To pursue this idea, we looked for examples in nature, as other scientists have similarly done in the past, that could be deployed using genome editing tools. We found a disorder called “congenital erythrocytosis” where people have higher than normal RBC levels and consequently elevated hemoglobin. The genetic root of this phenotype was identified by studying the family of a Finnish Olympic gold medal-winning cross-country skier. What began as a blood doping accusation, ended as the discovery that this Finnish skier had a mutation in his erythropoietin receptor (EPOR) which made his body hypersensitive to EPO3. In this cohort, these mutations imparted increased fitness with few discernible disadvantages; an experiment of nature that increased the likelihood that this variant would be passed to subsequent generations.

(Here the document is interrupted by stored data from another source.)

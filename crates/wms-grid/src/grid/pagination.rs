use super::*;

impl<R: GridRecord> RecordGrid<R> {
    /// Rows per page; `None` or zero turns paging off
    pub fn set_page_size(&mut self, size: Option<usize>) {
        self.page_size = size.filter(|size| *size > 0);
        self.page = 0;
    }

    pub fn page_size(&self) -> Option<usize> {
        self.page_size
    }

    /// Go to page `page`, clamped to the last page
    pub fn set_page(&mut self, page: usize) {
        let count = self.page_count();
        self.page = page.min(count - 1);
    }

    /// Current page index, clamped to the visible rows
    pub fn current_page(&self) -> usize {
        self.page.min(self.page_count() - 1)
    }

    /// Number of pages over the visible rows, at least 1
    pub fn page_count(&self) -> usize {
        pages_for(self.visible_count(), self.page_size)
    }

    /// Visible rows of the current page
    pub fn page_rows(&self) -> Vec<&R> {
        let visible = self.visible_indices();
        let page = self.page_info(visible.len());
        self.page_slice(&visible, &page)
            .iter()
            .map(|ix| &self.records[*ix])
            .collect()
    }

    pub(super) fn page_info(&self, visible: usize) -> PageInfo {
        let count = pages_for(visible, self.page_size);
        PageInfo {
            index: self.page.min(count - 1),
            count,
            size: self.page_size,
        }
    }

    pub(super) fn page_slice<'a>(&self, visible: &'a [usize], page: &PageInfo) -> &'a [usize] {
        match page.size {
            None => visible,
            Some(size) => {
                let start = (page.index * size).min(visible.len());
                let end = (start + size).min(visible.len());
                &visible[start..end]
            }
        }
    }
}

fn pages_for(rows: usize, size: Option<usize>) -> usize {
    match size {
        Some(size) if size > 0 => rows.div_ceil(size).max(1),
        _ => 1,
    }
}
use super::*;

impl<R: GridRecord> RecordGrid<R> {
    /// Add `key` to the selection or remove it. Keys without a baseline
    /// record are ignored.
    pub fn toggle_selection(&mut self, key: &str, selected: bool) {
        if !self.contains_key(key) {
            tracing::debug!("Ignoring selection of unknown key '{}'", key);
            return;
        }
        if selected {
            self.selection.insert(key.to_string());
        } else {
            self.selection.shift_remove(key);
        }
    }

    /// Invert the selection state of `key`
    pub fn flip_selection(&mut self, key: &str) {
        let selected = !self.is_selected(key);
        self.toggle_selection(key, selected);
    }

    /// Add every visible row to the selection
    pub fn select_all_visible(&mut self) {
        for key in self.visible_keys() {
            self.selection.insert(key);
        }
    }

    pub fn clear_selection(&mut self) {
        self.selection.clear();
    }

    pub fn is_selected(&self, key: &str) -> bool {
        self.selection.contains(key)
    }

    /// Selected keys in selection order
    pub fn selection(&self) -> &IndexSet<String> {
        &self.selection
    }

    /// Selected records in selection order
    pub fn selected_records(&self) -> Vec<&R> {
        self.selection
            .iter()
            .filter_map(|key| self.record(key))
            .collect()
    }
}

While sickle cell disease is not particularly prevalent in Finland, genome editing tools give us the ability to take naturally occurring variants in one population and apply them to another. Therefore, in our study we leveraged CRISPR tools to introduce naturally occurring EPOR mutations and found this significantly increased RBC output from edited HSCs. We then showed that this selective advantage could be coupled to a therapeutic edit in HSCs from patients with sickle cell disease to increase production of corrected RBCs. We believe this work not only has the potential to reduce barriers to safe and effective cures for sickle cell disease, but also showcases how experiments of nature can provide the basis for novel genome editing strategies. As genome sequencing becomes more commonplace and clinically routine, it is likely that we will discover and characterize many more experiments of nature that could be repurposed for the benefit of patients.
References
- Harris, E. Sickle cell disease approvals include first CRISPR gene editing therapy. JAMA 331, 280 (2024).
- Frangoul, H. et al. CRISPR-Cas9 Gene Editing for Sickle Cell Disease and β-Thalassemia. N. Engl. J. Med. 384, 252–260 (2021).
- de la Chapelle, A., Träskelin, A. L. & Juvonen, E. Truncated erythropoietin receptor causes dominantly inherited benign human erythrocytosis. Proc Natl Acad Sci USA 90, 4495–4499 (1993).